Work out how many lines in the material below hold the word "input". Write only the number.

● ● ● ● ● ● ●

//! Inter-action template resolution.
//!
//! Action params may reference earlier results with `${...}` markers:
//!
//! - `${actions.<id>.result[.path...]}` — a completed action's result
//! - `${actions.<id>.status}`           — a completed action's status
//! - `${env.<NAME>}`                    — a process environment variable
//! - `${plan.<field>}`                  — a top-level plan field
//!
//! Resolution happens once per action, immediately before dispatch, against
//! a snapshot of results-so-far. The executor only resolves against already
//! completed actions, so cyclic references cannot occur. When a template
//! string is exactly one reference and the resolved value is not a string,
//! the value is substituted inline so JSON types survive.

use once_cell::sync::Lazy;
use regex::Regex;
use serde_json::{Map, Value};
use std::collections::HashMap;

use super::models::Plan;
use crate::errors::{BridgeError, BridgeResult};

static TEMPLATE_RE: Lazy<Regex> =
    Lazy::new(|| Regex::new(r"\$\{([a-zA-Z0-9_.\-\[\]]+)\}").unwrap());

/// Snapshot of everything a template may reference.
pub struct TemplateContext<'a> {
    pub plan: &'a Plan,
    /// action_id -> recorded result (completed actions only)
    pub results: &'a HashMap<String, Value>,
    /// action_id -> status string (completed actions only)
    pub statuses: &'a HashMap<String, String>,
    pub strict: bool,
}

impl<'a> TemplateContext<'a> {
    /// Resolve every `${...}` marker in a params tree.
    pub fn resolve_params(&self, params: &Map<String, Value>) -> BridgeResult<Map<String, Value>> {
        let mut out = Map::with_capacity(params.len());
        for (key, value) in params {
            out.insert(key.clone(), self.resolve_value(value)?);
        }
        Ok(out)
    }

    fn resolve_value(&self, value: &Value) -> BridgeResult<Value> {
        match value {
            Value::String(s) => self.resolve_string(s),
            Value::Array(items) => {
                let resolved: BridgeResult<Vec<Value>> =
                    items.iter().map(|v| self.resolve_value(v)).collect();
                Ok(Value::Array(resolved?))
            }
            Value::Object(map) => Ok(Value::Object(self.resolve_params(map)?)),
            other => Ok(other.clone()),
        }
    }

    fn resolve_string(&self, s: &str) -> BridgeResult<Value> {
        // Whole-string single reference keeps the resolved JSON type.
        if let Some(caps) = TEMPLATE_RE.captures(s) {
            let whole = caps.get(0).map(|m| m.as_str()).unwrap_or_default();
            if whole == s {
                return match self.lookup(&caps[1]) {
                    Some(v) => Ok(v),
                    None => self.unresolved(s),
                };
            }
        } else {
            return Ok(Value::String(s.to_string()));
        }

        // Embedded references stringify in place.
        let mut failed: Option<String> = None;
        let replaced = TEMPLATE_RE.replace_all(s, |caps: &regex::Captures<'_>| {
            match self.lookup(&caps[1]) {
                Some(Value::String(inner)) => inner,
                Some(v) => v.to_string(),
                None => {
                    let marker = caps.get(0).map(|m| m.as_str()).unwrap_or_default();
                    failed.get_or_insert_with(|| marker.to_string());
                    format!("<unresolved:{marker}>")
                }
            }
        });
        if let Some(marker) = failed {
            if self.strict {
                return Err(BridgeError::Template(format!(
                    "unresolvable reference '{marker}'"
                )));
            }
        }
        Ok(Value::String(replaced.into_owned()))
    }

    fn unresolved(&self, marker: &str) -> BridgeResult<Value> {
        if self.strict {
            Err(BridgeError::Template(format!(
                "unresolvable reference '{marker}'"
            )))
        } else {
            Ok(Value::String(format!("<unresolved:{marker}>")))
        }
    }

    fn lookup(&self, reference: &str) -> Option<Value> {
        let mut parts = reference.split('.');
        match parts.next()? {
            "actions" => {
                let id = parts.next()?;
                match parts.next()? {
                    "result" => {
                        let root = self.results.get(id)?;
                        walk_path(root, parts)
                    }
                    "status" => self
                        .statuses
                        .get(id)
                        .map(|s| Value::String(s.clone())),
                    _ => None,
                }
            }
            "env" => {
                let name = parts.next()?;
                std::env::var(name).ok().map(Value::String)
            }
            "plan" => {
                let field = parts.next()?;
                let plan_value = serde_json::to_value(self.plan).ok()?;
                plan_value.get(field).cloned()
            }
            _ => None,
        }
    }
}

/// Walk dotted path segments into a JSON value; bare numerals index arrays.
fn walk_path<'p, I: Iterator<Item = &'p str>>(root: &Value, parts: I) -> Option<Value> {
    let mut current = root;
    for part in parts {
        current = match current {
            Value::Object(map) => map.get(part)?,
            Value::Array(items) => {
                let idx: usize = part.parse().ok()?;
                items.get(idx)?
            }
            _ => return None,
        };
    }
    Some(current.clone())
}

#[cfg(test)]
mod tests {
    use super::*;
    use crate::protocol::parser::parse;

    fn fixture() -> (Plan, HashMap<String, Value>, HashMap<String, String>) {
        let plan = parse(&serde_json::json!({
            "plan_id": "p1",
            "description": "demo",
            "actions": [{"id": "a1", "module": "m", "action": "x"}]
        }))
        .unwrap();
        let mut results = HashMap::new();
        results.insert(
            "a1".to_string(),
            serde_json::json!({"value": 41, "rows": [{"name": "first"}]}),
        );
        let mut statuses = HashMap::new();
        statuses.insert("a1".to_string(), "succeeded".to_string());
        (plan, results, statuses)
    }

    fn ctx<'a>(
        plan: &'a Plan,
        results: &'a HashMap<String, Value>,
        statuses: &'a HashMap<String, String>,
        strict: bool,
    ) -> TemplateContext<'a> {
        TemplateContext {
            plan,
            results,
            statuses,
            strict,
        }
    }

    #[test]
    fn whole_string_reference_preserves_type() {
        let (plan, results, statuses) = fixture();
        let params = serde_json::json!({"input": "${actions.a1.result.value}"});
        let resolved = ctx(&plan, &results, &statuses, true)
            .resolve_params(params.as_object().unwrap())
            .unwrap();
        assert_eq!(resolved["input"], Value::from(41));
    }

    #[test]
    fn embedded_reference_stringifies() {
        let (plan, results, statuses) = fixture();
        let params = serde_json::json!({"msg": "value is ${actions.a1.result.value}!"});
        let resolved = ctx(&plan, &results, &statuses, true)
            .resolve_params(params.as_object().unwrap())
            .unwrap();
        assert_eq!(resolved["msg"], Value::from("value is 41!"));
    }

    #[test]
    fn array_index_path() {
        let (plan, results, statuses) = fixture();
        let params = serde_json::json!({"name": "${actions.a1.result.rows.0.name}"});
        let resolved = ctx(&plan, &results, &statuses, true)
            .resolve_params(params.as_object().unwrap())
            .unwrap();
        assert_eq!(resolved["name"], Value::from("first"));
    }

    #[test]
    fn status_and_plan_references() {
        let (plan, results, statuses) = fixture();
        let params = serde_json::json!({
            "st": "${actions.a1.status}",
            "pid": "${plan.plan_id}"
        });
        let resolved = ctx(&plan, &results, &statuses, true)
            .resolve_params(params.as_object().unwrap())
            .unwrap();
        assert_eq!(resolved["st"], Value::from("succeeded"));
        assert_eq!(resolved["pid"], Value::from("p1"));
    }

    #[test]
    fn strict_unresolved_fails() {
        let (plan, results, statuses) = fixture();
        let params = serde_json::json!({"x": "${actions.ghost.result}"});
        let err = ctx(&plan, &results, &statuses, true)
            .resolve_params(params.as_object().unwrap())
            .unwrap_err();
        assert_eq!(err.code(), "template_error");
    }

    #[test]
    fn permissive_unresolved_substitutes_marker() {
        let (plan, results, statuses) = fixture();
        let params = serde_json::json!({"x": "${actions.ghost.result}"});
        let resolved = ctx(&plan, &results, &statuses, false)
            .resolve_params(params.as_object().unwrap())
            .unwrap();
        assert_eq!(
            resolved["x"],
            Value::from("<unresolved:${actions.ghost.result}>")
        );
    }

    #[test]
    fn marker_free_tree_is_idempotent() {
        let (plan, results, statuses) = fixture();
        let params = serde_json::json!({
            "a": 1, "b": [true, null, "plain"], "c": {"nested": "strings"}
        });
        let resolved = ctx(&plan, &results, &statuses, true)
            .resolve_params(params.as_object().unwrap())
            .unwrap();
        assert_eq!(Value::Object(resolved), params);
    }

    #[test]
    fn env_reference_resolves() {
        let (plan, results, statuses) = fixture();
        std::env::set_var("OSBRIDGE_TEST_TEMPLATE_VAR", "hello");
        let params = serde_json::json!({"x": "${env.OSBRIDGE_TEST_TEMPLATE_VAR}"});
        let resolved = ctx(&plan, &results, &statuses, true)
            .resolve_params(params.as_object().unwrap())
            .unwrap();
        assert_eq!(resolved["x"], Value::from("hello"));
    }
}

● ● ● ● ● ● ●

• [TASK RESPONSE]
2